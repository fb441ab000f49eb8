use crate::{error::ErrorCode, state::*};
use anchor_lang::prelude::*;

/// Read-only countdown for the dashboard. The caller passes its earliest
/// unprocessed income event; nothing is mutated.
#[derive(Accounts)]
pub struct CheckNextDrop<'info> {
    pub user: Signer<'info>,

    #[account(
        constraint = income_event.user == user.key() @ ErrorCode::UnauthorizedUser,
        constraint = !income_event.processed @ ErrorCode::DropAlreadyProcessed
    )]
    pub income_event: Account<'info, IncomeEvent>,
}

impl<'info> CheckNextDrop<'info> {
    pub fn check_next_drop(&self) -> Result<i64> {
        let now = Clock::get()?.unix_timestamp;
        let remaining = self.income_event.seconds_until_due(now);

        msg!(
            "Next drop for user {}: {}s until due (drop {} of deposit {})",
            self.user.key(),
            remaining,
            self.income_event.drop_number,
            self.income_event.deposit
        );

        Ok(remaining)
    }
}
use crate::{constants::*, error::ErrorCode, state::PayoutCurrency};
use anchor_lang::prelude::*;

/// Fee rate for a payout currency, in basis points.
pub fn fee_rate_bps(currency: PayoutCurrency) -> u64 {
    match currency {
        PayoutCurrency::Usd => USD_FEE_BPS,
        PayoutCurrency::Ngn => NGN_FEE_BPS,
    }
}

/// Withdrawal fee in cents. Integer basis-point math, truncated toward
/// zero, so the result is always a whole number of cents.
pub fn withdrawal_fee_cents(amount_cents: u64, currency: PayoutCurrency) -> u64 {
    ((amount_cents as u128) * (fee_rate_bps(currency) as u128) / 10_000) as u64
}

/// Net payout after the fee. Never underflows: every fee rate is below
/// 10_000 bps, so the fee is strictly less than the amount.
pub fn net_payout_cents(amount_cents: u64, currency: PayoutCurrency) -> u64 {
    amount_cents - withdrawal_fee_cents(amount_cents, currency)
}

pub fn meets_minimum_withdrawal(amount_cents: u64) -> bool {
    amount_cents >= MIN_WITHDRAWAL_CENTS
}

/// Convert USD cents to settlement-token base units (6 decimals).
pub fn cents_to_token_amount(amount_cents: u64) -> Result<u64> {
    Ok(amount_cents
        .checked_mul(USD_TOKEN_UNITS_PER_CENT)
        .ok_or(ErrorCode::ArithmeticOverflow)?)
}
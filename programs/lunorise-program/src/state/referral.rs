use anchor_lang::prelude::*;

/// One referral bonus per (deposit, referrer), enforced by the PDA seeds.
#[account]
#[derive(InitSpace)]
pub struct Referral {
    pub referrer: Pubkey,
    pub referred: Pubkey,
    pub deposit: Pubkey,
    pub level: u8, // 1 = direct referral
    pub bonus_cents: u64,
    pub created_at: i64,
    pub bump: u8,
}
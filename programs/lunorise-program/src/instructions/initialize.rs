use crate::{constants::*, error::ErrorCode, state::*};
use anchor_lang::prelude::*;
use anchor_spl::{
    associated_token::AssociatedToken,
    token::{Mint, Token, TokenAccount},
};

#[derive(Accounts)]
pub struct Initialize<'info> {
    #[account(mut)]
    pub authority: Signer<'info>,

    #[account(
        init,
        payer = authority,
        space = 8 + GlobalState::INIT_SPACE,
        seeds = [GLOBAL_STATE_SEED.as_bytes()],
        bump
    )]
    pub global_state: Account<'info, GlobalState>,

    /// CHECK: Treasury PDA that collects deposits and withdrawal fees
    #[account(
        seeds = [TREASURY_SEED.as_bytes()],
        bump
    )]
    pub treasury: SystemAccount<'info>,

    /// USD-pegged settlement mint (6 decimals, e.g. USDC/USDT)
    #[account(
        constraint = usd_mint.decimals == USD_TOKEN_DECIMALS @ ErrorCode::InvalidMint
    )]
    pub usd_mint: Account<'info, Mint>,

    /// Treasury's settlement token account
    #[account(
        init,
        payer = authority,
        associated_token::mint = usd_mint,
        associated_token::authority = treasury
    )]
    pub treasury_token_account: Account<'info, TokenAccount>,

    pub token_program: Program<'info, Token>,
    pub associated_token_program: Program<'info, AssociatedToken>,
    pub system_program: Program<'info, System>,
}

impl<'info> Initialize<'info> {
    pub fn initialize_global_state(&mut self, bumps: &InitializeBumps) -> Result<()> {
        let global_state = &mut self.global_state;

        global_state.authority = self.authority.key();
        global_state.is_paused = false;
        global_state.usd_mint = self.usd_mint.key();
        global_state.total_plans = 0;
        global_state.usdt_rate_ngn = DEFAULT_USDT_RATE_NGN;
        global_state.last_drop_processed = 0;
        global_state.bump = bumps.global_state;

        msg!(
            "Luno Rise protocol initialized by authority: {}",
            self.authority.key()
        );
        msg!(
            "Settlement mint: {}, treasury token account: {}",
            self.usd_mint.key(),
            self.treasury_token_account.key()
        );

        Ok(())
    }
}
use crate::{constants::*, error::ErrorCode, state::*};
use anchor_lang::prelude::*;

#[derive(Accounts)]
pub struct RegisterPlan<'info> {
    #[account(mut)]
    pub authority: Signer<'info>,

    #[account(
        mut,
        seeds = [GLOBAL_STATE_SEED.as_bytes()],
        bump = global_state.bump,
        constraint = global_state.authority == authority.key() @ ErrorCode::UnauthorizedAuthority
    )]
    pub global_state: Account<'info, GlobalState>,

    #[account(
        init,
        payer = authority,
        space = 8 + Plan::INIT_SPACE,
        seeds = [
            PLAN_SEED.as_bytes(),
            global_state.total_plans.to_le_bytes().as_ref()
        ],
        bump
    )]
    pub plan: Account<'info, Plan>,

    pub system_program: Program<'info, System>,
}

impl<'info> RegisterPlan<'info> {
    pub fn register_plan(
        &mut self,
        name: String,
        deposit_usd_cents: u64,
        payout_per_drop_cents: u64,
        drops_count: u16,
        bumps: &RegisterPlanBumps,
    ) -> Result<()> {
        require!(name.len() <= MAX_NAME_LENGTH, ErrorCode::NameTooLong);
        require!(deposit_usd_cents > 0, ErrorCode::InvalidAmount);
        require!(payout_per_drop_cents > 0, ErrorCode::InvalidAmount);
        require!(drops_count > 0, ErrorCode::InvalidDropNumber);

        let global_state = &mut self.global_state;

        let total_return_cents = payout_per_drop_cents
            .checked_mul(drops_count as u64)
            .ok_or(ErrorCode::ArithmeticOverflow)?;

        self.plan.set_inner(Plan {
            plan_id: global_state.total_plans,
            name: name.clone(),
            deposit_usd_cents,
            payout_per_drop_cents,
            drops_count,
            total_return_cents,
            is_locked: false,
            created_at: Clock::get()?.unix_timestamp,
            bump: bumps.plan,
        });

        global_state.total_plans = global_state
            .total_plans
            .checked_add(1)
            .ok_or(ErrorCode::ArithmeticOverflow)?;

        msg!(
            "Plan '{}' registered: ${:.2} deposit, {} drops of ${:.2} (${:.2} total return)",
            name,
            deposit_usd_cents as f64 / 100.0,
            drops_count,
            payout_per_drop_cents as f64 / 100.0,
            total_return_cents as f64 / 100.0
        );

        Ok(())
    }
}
---------------
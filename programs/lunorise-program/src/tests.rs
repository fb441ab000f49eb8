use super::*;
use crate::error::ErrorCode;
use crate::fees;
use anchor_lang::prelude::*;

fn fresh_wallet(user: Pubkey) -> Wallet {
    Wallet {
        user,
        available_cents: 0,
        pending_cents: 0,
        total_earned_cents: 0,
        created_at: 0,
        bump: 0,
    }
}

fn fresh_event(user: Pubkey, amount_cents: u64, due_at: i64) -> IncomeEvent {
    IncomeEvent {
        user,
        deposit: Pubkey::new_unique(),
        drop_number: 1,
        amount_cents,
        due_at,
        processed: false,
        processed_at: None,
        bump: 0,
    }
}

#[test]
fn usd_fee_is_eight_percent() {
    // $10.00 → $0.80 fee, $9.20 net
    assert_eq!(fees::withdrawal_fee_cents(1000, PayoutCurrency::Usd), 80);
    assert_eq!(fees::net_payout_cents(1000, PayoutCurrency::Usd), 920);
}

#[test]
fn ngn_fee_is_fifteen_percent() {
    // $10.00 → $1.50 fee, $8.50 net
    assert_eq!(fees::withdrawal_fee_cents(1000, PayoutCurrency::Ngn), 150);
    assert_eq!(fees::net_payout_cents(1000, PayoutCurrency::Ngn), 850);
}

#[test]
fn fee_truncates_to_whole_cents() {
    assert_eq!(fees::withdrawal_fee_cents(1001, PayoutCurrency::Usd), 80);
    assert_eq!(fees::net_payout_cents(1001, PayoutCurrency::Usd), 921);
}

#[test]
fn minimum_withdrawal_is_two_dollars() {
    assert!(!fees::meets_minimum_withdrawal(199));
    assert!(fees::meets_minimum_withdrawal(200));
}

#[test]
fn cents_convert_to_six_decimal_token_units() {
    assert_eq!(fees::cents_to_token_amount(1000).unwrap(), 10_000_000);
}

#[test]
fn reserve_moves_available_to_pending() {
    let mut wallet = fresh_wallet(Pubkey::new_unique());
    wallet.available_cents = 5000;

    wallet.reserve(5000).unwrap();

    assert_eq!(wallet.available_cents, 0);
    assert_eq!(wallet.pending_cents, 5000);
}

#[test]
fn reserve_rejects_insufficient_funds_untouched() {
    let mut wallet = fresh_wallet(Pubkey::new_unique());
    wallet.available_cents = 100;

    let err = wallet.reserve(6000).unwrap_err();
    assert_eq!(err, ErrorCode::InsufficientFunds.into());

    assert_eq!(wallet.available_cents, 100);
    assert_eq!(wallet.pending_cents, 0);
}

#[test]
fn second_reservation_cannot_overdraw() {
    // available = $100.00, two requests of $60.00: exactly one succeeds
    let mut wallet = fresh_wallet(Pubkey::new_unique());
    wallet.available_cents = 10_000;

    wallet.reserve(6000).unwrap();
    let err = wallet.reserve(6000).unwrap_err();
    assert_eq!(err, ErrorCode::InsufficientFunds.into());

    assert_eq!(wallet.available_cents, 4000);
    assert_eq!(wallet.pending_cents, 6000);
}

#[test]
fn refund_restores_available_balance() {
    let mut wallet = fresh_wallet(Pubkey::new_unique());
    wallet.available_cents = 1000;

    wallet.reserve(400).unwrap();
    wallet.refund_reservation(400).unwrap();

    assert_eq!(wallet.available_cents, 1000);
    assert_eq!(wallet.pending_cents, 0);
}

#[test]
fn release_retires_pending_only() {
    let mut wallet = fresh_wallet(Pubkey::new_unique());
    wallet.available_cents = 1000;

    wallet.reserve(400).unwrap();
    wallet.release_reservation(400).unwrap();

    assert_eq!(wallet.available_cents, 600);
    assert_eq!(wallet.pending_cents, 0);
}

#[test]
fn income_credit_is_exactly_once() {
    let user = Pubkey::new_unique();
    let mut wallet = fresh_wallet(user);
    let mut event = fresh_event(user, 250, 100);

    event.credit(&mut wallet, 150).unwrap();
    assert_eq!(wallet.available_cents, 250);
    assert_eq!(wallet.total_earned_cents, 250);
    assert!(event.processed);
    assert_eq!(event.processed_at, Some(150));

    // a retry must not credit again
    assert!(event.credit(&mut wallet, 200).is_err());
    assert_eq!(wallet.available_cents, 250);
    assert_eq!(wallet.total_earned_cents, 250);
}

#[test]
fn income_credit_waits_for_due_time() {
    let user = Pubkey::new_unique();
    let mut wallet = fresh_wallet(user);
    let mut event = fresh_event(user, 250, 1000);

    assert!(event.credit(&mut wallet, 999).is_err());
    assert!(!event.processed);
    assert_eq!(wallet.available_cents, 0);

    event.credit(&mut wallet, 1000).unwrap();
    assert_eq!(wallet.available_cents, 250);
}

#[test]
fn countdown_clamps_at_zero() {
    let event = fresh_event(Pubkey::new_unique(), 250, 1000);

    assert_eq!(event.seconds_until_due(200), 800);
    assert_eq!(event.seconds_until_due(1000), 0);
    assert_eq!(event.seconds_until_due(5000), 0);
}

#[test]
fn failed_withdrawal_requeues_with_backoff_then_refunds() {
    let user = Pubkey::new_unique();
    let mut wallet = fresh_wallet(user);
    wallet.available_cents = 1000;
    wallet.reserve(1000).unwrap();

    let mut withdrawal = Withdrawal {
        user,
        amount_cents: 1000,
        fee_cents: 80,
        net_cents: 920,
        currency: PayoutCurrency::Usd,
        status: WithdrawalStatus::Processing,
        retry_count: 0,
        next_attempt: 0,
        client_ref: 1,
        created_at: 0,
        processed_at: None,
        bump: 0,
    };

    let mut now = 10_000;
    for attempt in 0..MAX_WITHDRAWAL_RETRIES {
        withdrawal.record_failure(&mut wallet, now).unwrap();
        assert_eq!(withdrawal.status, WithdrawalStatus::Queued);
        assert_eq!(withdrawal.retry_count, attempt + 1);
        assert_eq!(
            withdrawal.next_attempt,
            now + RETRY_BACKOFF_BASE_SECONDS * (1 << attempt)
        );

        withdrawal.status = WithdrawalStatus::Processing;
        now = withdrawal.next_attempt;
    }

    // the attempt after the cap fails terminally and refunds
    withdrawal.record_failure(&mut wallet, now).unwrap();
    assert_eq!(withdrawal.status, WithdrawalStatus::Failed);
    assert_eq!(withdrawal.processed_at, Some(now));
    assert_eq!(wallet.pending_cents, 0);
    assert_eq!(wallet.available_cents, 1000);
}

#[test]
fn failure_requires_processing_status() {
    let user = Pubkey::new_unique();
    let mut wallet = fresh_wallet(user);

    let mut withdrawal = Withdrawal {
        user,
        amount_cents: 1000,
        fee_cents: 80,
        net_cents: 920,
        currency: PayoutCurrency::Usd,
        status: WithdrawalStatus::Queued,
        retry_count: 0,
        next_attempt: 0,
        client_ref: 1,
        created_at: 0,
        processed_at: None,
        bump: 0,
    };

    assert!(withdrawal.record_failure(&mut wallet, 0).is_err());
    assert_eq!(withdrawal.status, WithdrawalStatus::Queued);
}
---------------
_Work required_
Would you output, from the records above, exactly the run of lines that starts at the line containing "pub level: u8, // 1 = direct referral" and ends at the line containing "global_state.authority = self.authority.key();", and only that run?

_Solution to the problem_
    pub level: u8, // 1 = direct referral
    pub bonus_cents: u64,
    pub created_at: i64,
    pub bump: u8,
}
filename programs/lunorise-program/src/instructions/initialize.rs
use crate::{constants::*, error::ErrorCode, state::*};
use anchor_lang::prelude::*;
use anchor_spl::{
    associated_token::AssociatedToken,
    token::{Mint, Token, TokenAccount},
};

#[derive(Accounts)]
pub struct Initialize<'info> {
    #[account(mut)]
    pub authority: Signer<'info>,

    #[account(
        init,
        payer = authority,
        space = 8 + GlobalState::INIT_SPACE,
        seeds = [GLOBAL_STATE_SEED.as_bytes()],
        bump
    )]
    pub global_state: Account<'info, GlobalState>,

    /// CHECK: Treasury PDA that collects deposits and withdrawal fees
    #[account(
        seeds = [TREASURY_SEED.as_bytes()],
        bump
    )]
    pub treasury: SystemAccount<'info>,

    /// USD-pegged settlement mint (6 decimals, e.g. USDC/USDT)
    #[account(
        constraint = usd_mint.decimals == USD_TOKEN_DECIMALS @ ErrorCode::InvalidMint
    )]
    pub usd_mint: Account<'info, Mint>,

    /// Treasury's settlement token account
    #[account(
        init,
        payer = authority,
        associated_token::mint = usd_mint,
        associated_token::authority = treasury
    )]
    pub treasury_token_account: Account<'info, TokenAccount>,

    pub token_program: Program<'info, Token>,
    pub associated_token_program: Program<'info, AssociatedToken>,
    pub system_program: Program<'info, System>,
}

impl<'info> Initialize<'info> {
    pub fn initialize_global_state(&mut self, bumps: &InitializeBumps) -> Result<()> {
        let global_state = &mut self.global_state;

        global_state.authority = self.authority.key();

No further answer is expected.